Work task: Give back each line of the listing below that contains the string "LoggingConfig".

Data for processing:
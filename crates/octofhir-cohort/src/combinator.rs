//! Order-dependent set algebra over per-query results.
//!
//! The first result initializes the accumulated list. Every later result is
//! intersected with it (include) or subtracted from it (exclude). Steps are
//! applied to the running list, not to the whole patient population, so
//! reordering queries changes the outcome.

use std::collections::HashSet;

use crate::model::{PatientIdSet, Query};

/// Running state of the fold.
#[derive(Debug, Clone, Default)]
pub struct SetAccumulator {
    current: Option<Vec<String>>,
}

impl SetAccumulator {
    pub fn new() -> Self {
        Self::default()
    }

    /// Folds one query result into the accumulated list.
    ///
    /// The first call takes `results` as-is whatever `exclude` says. Each step
    /// is linear in the size of both lists.
    pub fn fold(&mut self, exclude: bool, results: Vec<String>) {
        let Some(current) = self.current.as_mut() else {
            self.current = Some(results);
            return;
        };

        let other: HashSet<&str> = results.iter().map(String::as_str).collect();
        current.retain(|id| other.contains(id.as_str()) != exclude);
    }

    /// The accumulated list, duplicates included. Empty before the first fold.
    pub fn current(&self) -> &[String] {
        self.current.as_deref().unwrap_or_default()
    }

    pub fn is_initialized(&self) -> bool {
        self.current.is_some()
    }

    /// Deduplicates the accumulated list, keeping first-appearance order.
    pub fn finish(self) -> PatientIdSet {
        self.current.unwrap_or_default().into_iter().collect()
    }
}

/// Folds an ordered list of `(query, results)` pairs into one patient set.
pub fn combine<'q>(results: impl IntoIterator<Item = (&'q Query, Vec<String>)>) -> PatientIdSet {
    let mut accumulator = SetAccumulator::new();
    for (query, ids) in results {
        accumulator.fold(query.exclude, ids);
    }
    accumulator.finish()
}

#[cfg(test)]
mod tests {
    use super::*;
    use crate::model::ResourceKind;

    fn ids(values: &[&str]) -> Vec<String> {
        values.iter().map(|v| v.to_string()).collect()
    }

    #[test]
    fn test_empty_fold_is_empty() {
        let accumulator = SetAccumulator::new();
        assert!(!accumulator.is_initialized());
        assert!(accumulator.current().is_empty());
        assert!(accumulator.finish().is_empty());
    }

    #[test]
    fn test_first_result_initializes_verbatim() {
        let mut accumulator = SetAccumulator::new();
        accumulator.fold(false, ids(&["b", "a", "b"]));
        assert_eq!(accumulator.current(), ids(&["b", "a", "b"]).as_slice());
    }

    #[test]
    fn test_first_exclude_flag_has_no_effect() {
        let mut accumulator = SetAccumulator::new();
        accumulator.fold(true, ids(&["2"]));
        assert_eq!(accumulator.current(), ids(&["2"]).as_slice());
    }

    #[test]
    fn test_include_keeps_current_order() {
        let mut accumulator = SetAccumulator::new();
        accumulator.fold(false, ids(&["3", "1", "2", "1"]));
        accumulator.fold(false, ids(&["1", "3", "9"]));
        assert_eq!(accumulator.current(), ids(&["3", "1", "1"]).as_slice());
        assert_eq!(accumulator.finish().to_vec(), ids(&["3", "1"]));
    }

    #[test]
    fn test_exclude_drops_every_occurrence() {
        let mut accumulator = SetAccumulator::new();
        accumulator.fold(false, ids(&["1", "2", "3", "2"]));
        accumulator.fold(true, ids(&["2"]));
        assert_eq!(accumulator.current(), ids(&["1", "3"]).as_slice());
    }

    #[test]
    fn test_emptied_accumulator_stays_empty() {
        let mut accumulator = SetAccumulator::new();
        accumulator.fold(false, ids(&["1"]));
        accumulator.fold(false, ids(&["2"]));
        assert!(accumulator.current().is_empty());
        accumulator.fold(false, ids(&["2"]));
        assert!(accumulator.finish().is_empty());
    }

    #[test]
    fn test_combine_is_order_dependent() {
        let a = Query::include(ResourceKind::Patient, "a");
        let b = Query::exclude(ResourceKind::Condition, "b");

        let forward = combine([(&a, ids(&["1", "2", "3"])), (&b, ids(&["2"]))]);
        assert_eq!(forward.to_vec(), ids(&["1", "3"]));

        let reversed = combine([(&b, ids(&["2"])), (&a, ids(&["1", "2", "3"]))]);
        assert_eq!(reversed.to_vec(), ids(&["2"]));
    }
}
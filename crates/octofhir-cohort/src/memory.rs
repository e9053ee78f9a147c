//! In-memory search backend.
//!
//! Serves fixed pages keyed by resource type and search parameters. Used by
//! tests and for resolving saved cohort specs against fixture data.

use std::collections::HashMap;
use std::sync::atomic::{AtomicUsize, Ordering};

use futures_util::{StreamExt, stream};
use serde_json::Value;

use crate::error::BackendError;
use crate::model::ResourceKind;
use crate::traits::{PageStream, PagedSearch};

type SearchKey = (String, String);

#[derive(Debug, Clone)]
struct Failure {
    page_index: usize,
    error: BackendError,
}

/// A `PagedSearch` backed by fixture pages.
///
/// Searches that were never registered return no pages.
#[derive(Debug, Default)]
pub struct MemorySearchBackend {
    pages: HashMap<SearchKey, Vec<Vec<Value>>>,
    failures: HashMap<SearchKey, Failure>,
    fetches: AtomicUsize,
}

impl MemorySearchBackend {
    pub fn new() -> Self {
        Self::default()
    }

    /// Registers the pages returned for `resource?search_params`.
    #[must_use]
    pub fn with_pages(
        mut self,
        resource: ResourceKind,
        search_params: impl Into<String>,
        pages: Vec<Vec<Value>>,
    ) -> Self {
        self.pages
            .insert((resource.to_string(), search_params.into()), pages);
        self
    }

    /// Makes the fetch of page `page_index` fail for `resource?search_params`.
    ///
    /// Pages before the failing one are still served. An index past the last
    /// registered page fails after all pages were served.
    #[must_use]
    pub fn with_failure(
        mut self,
        resource: ResourceKind,
        search_params: impl Into<String>,
        page_index: usize,
        error: BackendError,
    ) -> Self {
        self.failures.insert(
            (resource.to_string(), search_params.into()),
            Failure { page_index, error },
        );
        self
    }

    /// Number of pages fetched so far, failed fetches included.
    pub fn page_fetches(&self) -> usize {
        self.fetches.load(Ordering::SeqCst)
    }
}

impl PagedSearch for MemorySearchBackend {
    fn search_pages<'a>(
        &'a self,
        resource: &'a ResourceKind,
        search_params: &'a str,
    ) -> PageStream<'a> {
        let key = (resource.to_string(), search_params.to_string());
        let pages = self.pages.get(&key).cloned().unwrap_or_default();
        let failure = self.failures.get(&key).cloned();

        let mut results: Vec<Result<Vec<Value>, BackendError>> = Vec::new();
        for (index, page) in pages.into_iter().enumerate() {
            if failure.as_ref().is_some_and(|f| f.page_index == index) {
                break;
            }
            results.push(Ok(page));
        }
        if let Some(failure) = failure {
            results.push(Err(failure.error));
        }

        let fetches = &self.fetches;
        Box::pin(stream::iter(results).inspect(move |_| {
            fetches.fetch_add(1, Ordering::SeqCst);
        }))
    }

    fn backend_name(&self) -> &'static str {
        "memory"
    }
}
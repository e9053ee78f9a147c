use anyhow::Result;
use clap::Parser;

use octofhir_cohort_cli::cli::{Cli, Commands};
use octofhir_cohort_cli::config::loader::load_config;
use octofhir_cohort_cli::output::print_error;
use octofhir_cohort_cli::{commands, observability};

#[tokio::main]
async fn main() {
    if let Err(e) = run().await {
        print_error(&format!("{e:#}"));
        std::process::exit(1);
    }
}

async fn run() -> Result<()> {
    let _ = dotenvy::dotenv();
    let cli = Cli::parse();
    observability::init_tracing("warn");

    let mut cfg = load_config(cli.config.as_deref()).map_err(anyhow::Error::msg)?;
    if let Some(url) = &cli.fhir_url {
        cfg.fhir.base_url = url.clone();
        cfg.validate().map_err(anyhow::Error::msg)?;
    }
    observability::apply_logging_level(&cfg.logging.level).map_err(anyhow::Error::msg)?;
    tracing::debug!(config = ?cfg, "configuration loaded");

    let format = cli.format.unwrap_or_default();
    match &cli.command {
        Commands::Resolve(args) => commands::resolve(&cfg, args, format).await?,
        Commands::Translate(args) => commands::translate(&cfg, args, format).await?,
        Commands::Execute(args) => commands::execute(&cfg, args, format).await?,
    }
    Ok(())
}
//! Cohort resolution: execute every query in order and fold the results.

use tracing::{info, instrument, warn};

use crate::combinator::SetAccumulator;
use crate::error::CohortResult;
use crate::executor::QueryExecutor;
use crate::model::{CohortSpec, ResolvedCohort, TraceAnnotation};
use crate::traits::PagedSearch;

/// Resolves a [`CohortSpec`] against a paged search backend.
///
/// Queries run strictly one after another: each fold step depends on the
/// list accumulated by the previous ones.
pub struct CohortResolver<'a, B: PagedSearch + ?Sized> {
    executor: QueryExecutor<'a, B>,
}

impl<'a, B: PagedSearch + ?Sized> CohortResolver<'a, B> {
    pub fn new(backend: &'a B) -> Self {
        Self {
            executor: QueryExecutor::new(backend),
        }
    }

    /// Runs every query of `spec` and returns the deduplicated cohort.
    ///
    /// # Errors
    ///
    /// The first failing query aborts the resolution with its
    /// `CohortError::BackendQuery`; no partial cohort is produced.
    #[instrument(skip_all, fields(queries = spec.queries.len()))]
    pub async fn resolve(&self, spec: &CohortSpec) -> CohortResult<ResolvedCohort> {
        let mut accumulator = SetAccumulator::new();
        let mut traceability = Vec::with_capacity(spec.queries.len());

        for (position, query) in spec.queries.iter().enumerate() {
            let ids = self.executor.execute(query).await.inspect_err(|err| {
                warn!(position, category = %err.category(), error = %err, "cohort resolution aborted");
            })?;
            info!(
                position,
                resource = %query.resource,
                exclude = query.exclude,
                ids = ids.len(),
                "query executed"
            );
            accumulator.fold(query.exclude, ids);
            traceability.push(TraceAnnotation::from(query));
        }

        let member_ids = accumulator.finish();
        info!(members = member_ids.len(), "cohort resolved");

        Ok(ResolvedCohort {
            member_ids,
            traceability,
            cohort_description: spec.cohort_description.clone(),
            code_extracts: spec.code_extracts(),
        })
    }
}
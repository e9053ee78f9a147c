use octofhir_cohort::GroupOptions;
use octofhir_cohort::group::DEFAULT_EXTENSION_URL;
use octofhir_cohort_client::{FhirServerConfig, PhenomlConfig};
use serde::{Deserialize, Serialize};

/// Config file looked up in the working directory when no path is given.
pub const DEFAULT_CONFIG_FILE: &str = "octofhir-cohort.toml";

#[derive(Debug, Clone, Default, Serialize, Deserialize)]
pub struct AppConfig {
    #[serde(default)]
    pub phenoml: PhenomlConfig,
    #[serde(default)]
    pub fhir: FhirServerConfig,
    #[serde(default)]
    pub group: GroupConfig,
    #[serde(default)]
    pub logging: LoggingConfig,
}

impl AppConfig {
    pub fn validate(&self) -> Result<(), String> {
        self.phenoml.validate()?;
        self.fhir.validate()?;
        if self.group.extension_url.trim().is_empty() {
            return Err("group.extension_url must not be empty".into());
        }
        let lvl = self.logging.level.to_ascii_lowercase();
        let valid_levels = ["trace", "debug", "info", "warn", "error", "off"];
        if !valid_levels.contains(&lvl.as_str()) {
            return Err(format!("logging.level must be one of {valid_levels:?}"));
        }
        Ok(())
    }
}

fn default_extension_url() -> String {
    DEFAULT_EXTENSION_URL.to_string()
}

#[derive(Debug, Clone, Serialize, Deserialize)]
pub struct GroupConfig {
    #[serde(default = "default_extension_url")]
    pub extension_url: String,
    /// POST the assembled Group to the FHIR server without `--persist`.
    #[serde(default)]
    pub persist: bool,
}

impl Default for GroupConfig {
    fn default() -> Self {
        Self {
            extension_url: default_extension_url(),
            persist: false,
        }
    }
}

impl GroupConfig {
    pub fn options(&self) -> GroupOptions {
        GroupOptions {
            extension_url: self.extension_url.clone(),
        }
    }
}

fn default_log_level() -> String {
    "info".to_string()
}

#[derive(Debug, Clone, Serialize, Deserialize)]
pub struct LoggingConfig {
    #[serde(default = "default_log_level")]
    pub level: String,
}

impl Default for LoggingConfig {
    fn default() -> Self {
        Self {
            level: default_log_level(),
        }
    }
}

pub mod loader {
    use super::{AppConfig, DEFAULT_CONFIG_FILE};
    use config::{Config, Environment, File, FileFormat, FileSourceFile};
    use std::path::{Path, PathBuf};

    /// Prefix of override variables, e.g. `OCTOFHIR_COHORT__FHIR__PAGE_SIZE=200`.
    pub const ENV_PREFIX: &str = "OCTOFHIR_COHORT";

    /// An explicit path must name an existing file; the default file is optional.
    fn file_source(path: Option<&str>) -> Result<File<FileSourceFile, FileFormat>, String> {
        let (file, required) = match path {
            Some(p) if !Path::new(p).is_file() => {
                return Err(format!("config file not found: {p}"));
            }
            Some(p) => (PathBuf::from(p), true),
            None => (PathBuf::from(DEFAULT_CONFIG_FILE), false),
        };
        Ok(File::from(file).format(FileFormat::Toml).required(required))
    }

    fn env_source() -> Environment {
        Environment::with_prefix(ENV_PREFIX)
            .prefix_separator("__")
            .separator("__")
            .try_parsing(true)
    }

    /// Reads the TOML file, layers `OCTOFHIR_COHORT__*` variables over it and validates.
    pub fn load_config(path: Option<&str>) -> Result<AppConfig, String> {
        let cfg: AppConfig = Config::builder()
            .add_source(file_source(path)?)
            .add_source(env_source())
            .build()
            .and_then(Config::try_deserialize)
            .map_err(|e| format!("failed to load configuration: {e}"))?;
        cfg.validate()?;
        Ok(cfg)
    }

}

#[cfg(test)]
mod tests {
    use super::*;

    #[test]
    fn test_default_config_is_valid() {
        let cfg = AppConfig::default();
        assert!(cfg.validate().is_ok());
        assert!(!cfg.group.persist);
        assert_eq!(cfg.group.options(), GroupOptions::default());
    }

    #[test]
    fn test_invalid_log_level() {
        let mut cfg = AppConfig::default();
        cfg.logging.level = "loud".into();
        assert!(cfg.validate().unwrap_err().contains("logging.level"));
    }
}
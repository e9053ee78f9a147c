//! FHIR `Group` assembly for a resolved cohort.

use std::sync::LazyLock;

use serde::{Deserialize, Serialize};
use serde_json::{Value, json};

use crate::model::{ResolvedCohort, TraceAnnotation};

/// Name used when the cohort has no description.
pub const DEFAULT_GROUP_NAME: &str = "Cohort Group";

/// Extension URL used for the criteria block when none is configured.
pub const DEFAULT_EXTENSION_URL: &str =
    "https://octofhir.io/fhir/StructureDefinition/cohort-query";

static WHITESPACE_RUN: LazyLock<regex::Regex> =
    LazyLock::new(|| regex::Regex::new(r"\s+").expect("Invalid whitespace regex"));

fn default_extension_url() -> String {
    DEFAULT_EXTENSION_URL.to_string()
}

/// Options for building the `Group` resource.
#[derive(Debug, Clone, PartialEq, Eq, Serialize, Deserialize)]
pub struct GroupOptions {
    /// URL of the extension holding the per-query criteria.
    #[serde(default = "default_extension_url")]
    pub extension_url: String,
}

impl Default for GroupOptions {
    fn default() -> Self {
        Self {
            extension_url: default_extension_url(),
        }
    }
}

fn group_name(description: &str) -> &str {
    if description.is_empty() {
        DEFAULT_GROUP_NAME
    } else {
        description
    }
}

/// Identifier value for a cohort: the name with each whitespace run replaced by `-`.
///
/// ```
/// use octofhir_cohort::group::group_label;
///
/// assert_eq!(group_label("over 40  with\thyperlipidemia"), "over-40-with-hyperlipidemia");
/// assert_eq!(group_label(""), "Cohort-Group");
/// ```
pub fn group_label(description: &str) -> String {
    WHITESPACE_RUN
        .replace_all(group_name(description), "-")
        .into_owned()
}

fn criteria_extension(annotation: &TraceAnnotation) -> Value {
    let mut elements = vec![
        json!({ "url": "query", "valueString": annotation.filter_expression }),
        json!({ "url": "exclude", "valueBoolean": annotation.exclude }),
    ];
    if let Some(rationale) = &annotation.rationale {
        elements.push(json!({ "url": "rationale", "valueString": rationale }));
    }
    json!({ "url": "criteria", "extension": elements })
}

/// Builds the `Group` resource handed to the output consumer.
pub fn build_group(cohort: &ResolvedCohort, options: &GroupOptions) -> Value {
    let members: Vec<Value> = cohort
        .member_ids
        .iter()
        .map(|id| json!({ "entity": { "reference": format!("Patient/{id}") } }))
        .collect();
    let criteria: Vec<Value> = cohort.traceability.iter().map(criteria_extension).collect();

    json!({
        "resourceType": "Group",
        "name": group_name(&cohort.cohort_description),
        "active": false,
        "type": "person",
        "actual": true,
        "extension": [
            { "url": options.extension_url, "extension": criteria }
        ],
        "identifier": [
            { "value": group_label(&cohort.cohort_description) }
        ],
        "member": members,
    })
}
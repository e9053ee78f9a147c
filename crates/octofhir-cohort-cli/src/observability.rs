//! Tracing setup for the CLI.
//!
//! Events go to stderr so stdout carries only command output. A `RUST_LOG`
//! filter, when present, wins over any configured level.

use std::io;
use std::sync::OnceLock;

use tracing_subscriber::{EnvFilter, Registry, fmt, prelude::*, reload};

type FilterHandle = reload::Handle<EnvFilter, Registry>;

static FILTER: OnceLock<FilterHandle> = OnceLock::new();

fn rust_log_filter() -> Option<EnvFilter> {
    std::env::var_os("RUST_LOG")?;
    EnvFilter::try_from_default_env().ok()
}

/// Installs the global subscriber. `startup_level` covers the time before the
/// config file is read.
pub fn init_tracing(startup_level: &str) {
    let filter = rust_log_filter().unwrap_or_else(|| EnvFilter::new(startup_level));
    let (filter, handle) = reload::Layer::new(filter);

    let installed = tracing_subscriber::registry()
        .with(filter)
        .with(fmt::layer().with_writer(io::stderr).with_target(false))
        .try_init()
        .is_ok();
    if installed {
        let _ = FILTER.set(handle);
    }
}

/// Switches to the configured `logging.level`. No-op under `RUST_LOG` or
/// before [`init_tracing`].
pub fn apply_logging_level(level: &str) -> Result<(), String> {
    if rust_log_filter().is_some() {
        return Ok(());
    }
    let Some(handle) = FILTER.get() else {
        return Ok(());
    };
    let filter =
        EnvFilter::try_new(level).map_err(|e| format!("invalid log level {level:?}: {e}"))?;
    handle
        .reload(filter)
        .map_err(|e| format!("failed to apply log level: {e}"))
}
//! End-to-end cohort creation: translate, resolve, assemble, persist.

use std::sync::Arc;

use serde::Serialize;
use serde_json::Value;
use tracing::info;

use crate::error::{CohortError, CohortResult};
use crate::group::{GroupOptions, build_group};
use crate::model::{CohortSpec, ResolvedCohort};
use crate::resolver::CohortResolver;
use crate::traits::{CohortRequest, GroupSink, PagedSearch, Translator};

/// Result of a cohort creation run.
#[derive(Debug, Clone, Serialize)]
#[serde(rename_all = "camelCase")]
pub struct CohortOutcome {
    /// Informational SQL rendering returned by the translator.
    pub sql: String,
    pub cohort: ResolvedCohort,
    /// The stored `Group` when a sink is configured, otherwise the assembled one.
    pub group: Value,
    pub persisted: bool,
}

/// Wires the collaborators together.
///
/// Holds no per-request state; one service can serve many requests.
pub struct CohortService {
    translator: Option<Arc<dyn Translator>>,
    backend: Arc<dyn PagedSearch>,
    sink: Option<Arc<dyn GroupSink>>,
    group_options: GroupOptions,
}

impl CohortService {
    pub fn new(translator: Arc<dyn Translator>, backend: Arc<dyn PagedSearch>) -> Self {
        Self {
            translator: Some(translator),
            ..Self::for_backend(backend)
        }
    }

    /// A service without a translator. Only [`resolve_spec`](Self::resolve_spec) is usable.
    pub fn for_backend(backend: Arc<dyn PagedSearch>) -> Self {
        Self {
            translator: None,
            backend,
            sink: None,
            group_options: GroupOptions::default(),
        }
    }

    #[must_use]
    pub fn with_sink(mut self, sink: Arc<dyn GroupSink>) -> Self {
        self.sink = Some(sink);
        self
    }

    #[must_use]
    pub fn with_group_options(mut self, options: GroupOptions) -> Self {
        self.group_options = options;
        self
    }

    /// Translates `request` and resolves the resulting queries.
    ///
    /// # Errors
    ///
    /// Propagates translation, backend and persistence failures unchanged.
    /// Fails with `CohortError::Configuration` when no translator is set.
    pub async fn create_cohort(&self, request: &CohortRequest) -> CohortResult<CohortOutcome> {
        let translator = self
            .translator
            .as_ref()
            .ok_or_else(|| CohortError::configuration("no translator configured"))?;
        let spec = translator.translate(request).await?;
        info!(
            queries = spec.queries.len(),
            description = %spec.cohort_description,
            "cohort request translated"
        );
        self.resolve_spec(spec).await
    }

    /// Resolves an already translated spec.
    pub async fn resolve_spec(&self, spec: CohortSpec) -> CohortResult<CohortOutcome> {
        let cohort = CohortResolver::new(self.backend.as_ref())
            .resolve(&spec)
            .await?;
        let group = build_group(&cohort, &self.group_options);

        let (group, persisted) = match &self.sink {
            Some(sink) => {
                let stored = sink.persist(group).await?;
                let id = stored.get("id").and_then(Value::as_str).unwrap_or("-");
                info!(
                    id,
                    members = cohort.member_ids.len(),
                    "cohort group persisted"
                );
                (stored, true)
            }
            None => (group, false),
        };

        Ok(CohortOutcome {
            sql: spec.sql,
            cohort,
            group,
            persisted,
        })
    }
}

Expected answer:
    pub logging: LoggingConfig,
pub struct LoggingConfig {
impl Default for LoggingConfig {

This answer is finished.